(Saved data entries)
────────────────────
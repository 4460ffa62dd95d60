//! LLM 客户端抽象
//!
//! 所有后端（OpenAI 兼容 / Mock）实现 LlmClient：complete（非流式，带用量）、
//! complete_stream（流式 Token，默认实现为单块回退）。
//! 每个 Agent 只依赖此 trait，测试时注入 Mock 即可。

use std::pin::Pin;

use async_trait::async_trait;
use futures_util::{stream, Stream};
use thiserror::Error;

use crate::core::message::Message;

/// 单次完成的 token 用量（由后端上报，可能缺失）
#[derive(Clone, Copy, Debug, Default)]
pub struct CompletionUsage {
    pub input_tokens: u64,
    pub output_tokens: u64,
}

/// 一次模型完成：文本与可选用量
#[derive(Clone, Debug)]
pub struct Completion {
    pub text: String,
    pub usage: Option<CompletionUsage>,
}

impl Completion {
    pub fn new(text: impl Into<String>) -> Self {
        Self {
            text: text.into(),
            usage: None,
        }
    }
}

/// LLM 调用错误
#[derive(Error, Debug)]
pub enum LlmError {
    #[error("request failed: {0}")]
    Request(String),

    #[error("empty completion")]
    EmptyCompletion,
}

/// LLM 客户端 trait
#[async_trait]
pub trait LlmClient: Send + Sync {
    /// 非流式完成
    async fn complete(&self, messages: &[Message]) -> Result<Completion, LlmError>;

    /// 流式完成，返回 Token 流；默认实现退化为单块输出
    async fn complete_stream(
        &self,
        messages: &[Message],
    ) -> Result<Pin<Box<dyn Stream<Item = Result<String, LlmError>> + Send>>, LlmError> {
        let completion = self.complete(messages).await?;
        Ok(Box::pin(stream::iter(vec![Ok(completion.text)])))
    }
}
//! 顶层 WorkflowExecutor
//!
//! 构建注册表与初始状态、编译状态图并调用；任何图级错误（含递归超限）
//! 都在这一层被整体兜底到增强对话路径 —— execute() 的调用方永远拿到
//! 一个格式完好的结果，绝不会收到异常。可用性优先于保真。

use std::sync::Arc;

use crate::agents::EnhancedConversationalAgent;
use crate::config::AppConfig;
use crate::core::message::Message;
use crate::core::state::{AgentState, TokenUsage};
use crate::llm::{estimate_tokens, LlmClient};
use crate::tools::ToolRegistry;
use crate::workflow::graph::WorkflowGraph;
use crate::workflow::types::{
    ExecutionResult, ExecutionStep, NodeDeclaration, WorkflowExecutionResult,
};

pub struct WorkflowExecutor {
    llm: Arc<dyn LlmClient>,
    config: AppConfig,
}

impl WorkflowExecutor {
    pub fn new(llm: Arc<dyn LlmClient>, config: AppConfig) -> Self {
        Self { llm, config }
    }

    /// 顶层入口；签名即契约：不返回 Result
    pub async fn execute(
        &self,
        messages: Vec<Message>,
        workflow_id: &str,
        session_id: &str,
        user_id: &str,
        nodes: &[NodeDeclaration],
    ) -> WorkflowExecutionResult {
        let run_id = uuid::Uuid::new_v4();
        let pricing = self.config.llm.pricing;

        let registry = Arc::new(ToolRegistry::from_nodes(nodes, self.llm.clone(), pricing));
        tracing::info!(
            %run_id,
            workflow_id,
            session_id,
            user_id,
            tools = registry.len(),
            "starting workflow execution"
        );

        let mut state = AgentState::new(
            messages.clone(),
            workflow_id,
            session_id,
            user_id,
            registry.descriptors(),
        );
        state.conversation.max_turns = self.config.workflow.max_conversation_turns;

        let graph = WorkflowGraph::new(
            self.llm.clone(),
            registry,
            pricing,
            self.config.workflow.recursion_limit,
        );

        match graph.invoke(state).await {
            Ok(final_state) => {
                let response = final_state
                    .messages
                    .last()
                    .map(|m| m.content.clone())
                    .unwrap_or_default();

                // 旁路观测：结构化视图尽力而为，失败只影响 structured_response 字段
                let enhanced = EnhancedConversationalAgent::new(self.llm.clone(), pricing);
                let (structured, _) = enhanced.generate_structured_response(&final_state).await;

                tracing::info!(
                    %run_id,
                    tokens = final_state.token_usage.total(),
                    steps = final_state.execution_history.len(),
                    "workflow completed"
                );
                WorkflowExecutionResult {
                    response,
                    structured_response: Some(structured),
                    token_usage: final_state.token_usage,
                    model_costs: final_state.model_costs,
                    execution_history: final_state.execution_history,
                }
            }
            Err(e) => {
                tracing::warn!(%run_id, error = %e, "graph failed, falling back to conversational path");
                self.conversational_fallback(messages, workflow_id, session_id, user_id, &e.to_string())
                    .await
            }
        }
    }

    /// 整体兜底：零历史新状态 + 增强对话路径；用量为估算占位值
    async fn conversational_fallback(
        &self,
        messages: Vec<Message>,
        workflow_id: &str,
        session_id: &str,
        user_id: &str,
        reason: &str,
    ) -> WorkflowExecutionResult {
        let pricing = self.config.llm.pricing;
        let state = AgentState::new(messages, workflow_id, session_id, user_id, Vec::new());

        let enhanced = EnhancedConversationalAgent::new(self.llm.clone(), pricing);
        let (structured, update) = enhanced.generate_structured_response(&state).await;

        let token_usage = if update.token_usage.total() > 0 {
            update.token_usage
        } else {
            // 后端未上报或调用失败：按字符数估算占位
            let input: u64 = state
                .messages
                .iter()
                .map(|m| estimate_tokens(&m.content))
                .sum();
            TokenUsage {
                input,
                output: estimate_tokens(&structured.response),
            }
        };

        let fallback_record = ExecutionResult::success(
            ExecutionStep {
                tool_name: "conversational_fallback".to_string(),
                parameters: serde_json::json!({ "reason": reason }),
            },
            serde_json::json!({ "response": structured.response }),
        );

        WorkflowExecutionResult {
            response: structured.response.clone(),
            model_costs: update.model_costs,
            structured_response: Some(structured),
            token_usage,
            execution_history: vec![fallback_record],
        }
    }
}
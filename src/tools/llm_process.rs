//! llm 节点适配器
//!
//! 通用文本处理：节点声明里的 system_prompt 决定加工方式，入参 prompt 为待处理内容。

use std::sync::Arc;

use async_trait::async_trait;
use serde_json::Value;

use crate::config::ModelPricing;
use crate::core::message::Message;
use crate::llm::LlmClient;
use crate::tools::registry::{string_arg, Tool, ToolOutput};
use crate::workflow::types::NodeDeclaration;

pub struct LlmProcessTool {
    name: String,
    system_prompt: String,
    llm: Arc<dyn LlmClient>,
    pricing: ModelPricing,
}

impl LlmProcessTool {
    pub fn new(node: &NodeDeclaration, llm: Arc<dyn LlmClient>, pricing: ModelPricing) -> Self {
        Self {
            name: format!("llm_process_{}", node.id),
            system_prompt: node
                .data
                .get("system_prompt")
                .and_then(|v| v.as_str())
                .unwrap_or("You are a helpful text processing assistant.")
                .to_string(),
            llm,
            pricing,
        }
    }
}

#[async_trait]
impl Tool for LlmProcessTool {
    fn name(&self) -> &str {
        &self.name
    }

    fn description(&self) -> &str {
        "Process text with a language model. Args: {\"prompt\": \"...\"}"
    }

    fn parameters_schema(&self) -> Value {
        serde_json::json!({
            "type": "object",
            "properties": {
                "prompt": { "type": "string", "description": "Text to process" }
            },
            "required": ["prompt"]
        })
    }

    async fn execute(&self, args: Value) -> Result<ToolOutput, String> {
        let prompt = string_arg(&args, &["prompt", "input", "text"])
            .map(String::from)
            .unwrap_or_else(|| args.to_string());

        let messages = vec![
            Message::system(self.system_prompt.clone()),
            Message::user(prompt),
        ];
        let completion = self.llm.complete(&messages).await.map_err(|e| e.to_string())?;
        let mut output = ToolOutput::new(serde_json::json!({ "output": completion.text }));
        if let Some(usage) = completion.usage {
            output = output.with_usage(usage, self.pricing.cost(&usage));
        }
        Ok(output)
    }
}
//! image_generator 节点适配器
//!
//! 实际渲染由外部图像服务完成，不在本引擎内；这里用 LLM 把入参扩写为
//! 详细的生成提示词，产出可直接投递给图像后端的请求文档。

use std::sync::Arc;

use async_trait::async_trait;
use serde_json::Value;

use crate::config::ModelPricing;
use crate::core::message::Message;
use crate::llm::LlmClient;
use crate::tools::registry::{string_arg, Tool, ToolOutput};
use crate::workflow::types::NodeDeclaration;

pub struct ImageGeneratorTool {
    name: String,
    model: String,
    llm: Arc<dyn LlmClient>,
    pricing: ModelPricing,
}

impl ImageGeneratorTool {
    pub fn new(node: &NodeDeclaration, llm: Arc<dyn LlmClient>, pricing: ModelPricing) -> Self {
        Self {
            name: format!("generate_image_{}", node.id),
            model: node
                .data
                .get("model")
                .and_then(|v| v.as_str())
                .unwrap_or("default")
                .to_string(),
            llm,
            pricing,
        }
    }
}

#[async_trait]
impl Tool for ImageGeneratorTool {
    fn name(&self) -> &str {
        &self.name
    }

    fn description(&self) -> &str {
        "Generate an image from a text description. Args: {\"prompt\": \"...\"}"
    }

    fn parameters_schema(&self) -> Value {
        serde_json::json!({
            "type": "object",
            "properties": {
                "prompt": { "type": "string", "description": "Image description" }
            },
            "required": ["prompt"]
        })
    }

    async fn execute(&self, args: Value) -> Result<ToolOutput, String> {
        let prompt = string_arg(&args, &["prompt", "description", "text"])
            .map(String::from)
            .unwrap_or_else(|| args.to_string());

        let messages = vec![
            Message::system(
                "Expand the user's request into a single detailed image generation prompt. \
                 Describe subject, style, composition and lighting. Reply with the prompt only."
                    .to_string(),
            ),
            Message::user(prompt.clone()),
        ];
        let completion = self.llm.complete(&messages).await.map_err(|e| e.to_string())?;
        let mut output = ToolOutput::new(serde_json::json!({
            "image_prompt": completion.text,
            "source_prompt": prompt,
            "model": self.model,
        }));
        if let Some(usage) = completion.usage {
            output = output.with_usage(usage, self.pricing.cost(&usage));
        }
        Ok(output)
    }
}
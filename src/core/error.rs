//! Agent 错误类型
//!
//! 步骤级失败是数据（ExecutionResult::Failed），不走这里；
//! 本枚举只覆盖会让状态图整体失败、并在 WorkflowExecutor 边界触发兜底的错误。

use thiserror::Error;

use crate::llm::LlmError;

/// 状态图运行过程中可能出现的错误（LLM 调用、解析、递归上限）
#[derive(Error, Debug)]
pub enum AgentError {
    #[error("LLM error: {0}")]
    Llm(String),

    #[error("JSON parse error: {0}")]
    JsonParse(String),

    #[error("Tool execution failed: {0}")]
    ToolExecution(String),

    /// 状态图转移次数超过上限，是 Executor <-> Coordinator 循环的唯一终止保证
    #[error("Recursion limit of {0} exceeded")]
    RecursionLimitExceeded(usize),
}

impl From<LlmError> for AgentError {
    fn from(e: LlmError) -> Self {
        AgentError::Llm(e.to_string())
    }
}
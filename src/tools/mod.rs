//! 工具层：Tool trait、按节点声明构建的注册表与四种适配器

pub mod chat;
pub mod image_generator;
pub mod llm_process;
pub mod registry;
pub mod text_analyzer;

pub use chat::ChatTool;
pub use image_generator::ImageGeneratorTool;
pub use llm_process::LlmProcessTool;
pub use registry::{Tool, ToolDescriptor, ToolOutput, ToolRegistry};
pub use text_analyzer::TextAnalyzerTool;
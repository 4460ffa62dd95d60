//! 智能体层
//!
//! 状态图四节点（Planner / Executor / Coordinator / Summarizer）与两条对话路径
//! （ConversationalAgent / EnhancedConversationalAgent）。每个 Agent 只读 AgentState，
//! 产出 StateUpdate，由状态图统一合并。

pub mod conversational;
pub mod coordinator;
pub mod enhanced;
pub mod executor;
pub mod planner;
pub mod structured;
pub mod summarizer;

pub use conversational::{should_continue_conversation, ConversationalAgent};
pub use coordinator::CoordinatorAgent;
pub use enhanced::EnhancedConversationalAgent;
pub use executor::ExecutorAgent;
pub use planner::{extract_json_object, PlannerAgent};
pub use structured::{classify_response_type, parse_structured_response};
pub use summarizer::SummarizerAgent;

use crate::config::ModelPricing;
use crate::core::state::TokenUsage;
use crate::llm::Completion;

/// 把一次完成的用量折算为状态增量（后端未上报用量则为零增量）
pub(crate) fn usage_delta(completion: &Completion, pricing: ModelPricing) -> (TokenUsage, f64) {
    match completion.usage {
        Some(usage) => (
            TokenUsage {
                input: usage.input_tokens,
                output: usage.output_tokens,
            },
            pricing.cost(&usage),
        ),
        None => (TokenUsage::default(), 0.0),
    }
}
//! 核心层：错误类型、消息、执行状态与部分更新合并规则

pub mod error;
pub mod message;
pub mod state;

pub use error::AgentError;
pub use message::{Message, Role};
pub use state::{AgentState, ConversationContext, Phase, StateUpdate, TokenUsage};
────────────────────
[Task] Copy out all lines from the records where the word "tracing" appears.

[Written answer]
        tracing::info!(
                tracing::info!(
                tracing::warn!(%run_id, error = %e, "graph failed, falling back to conversational path");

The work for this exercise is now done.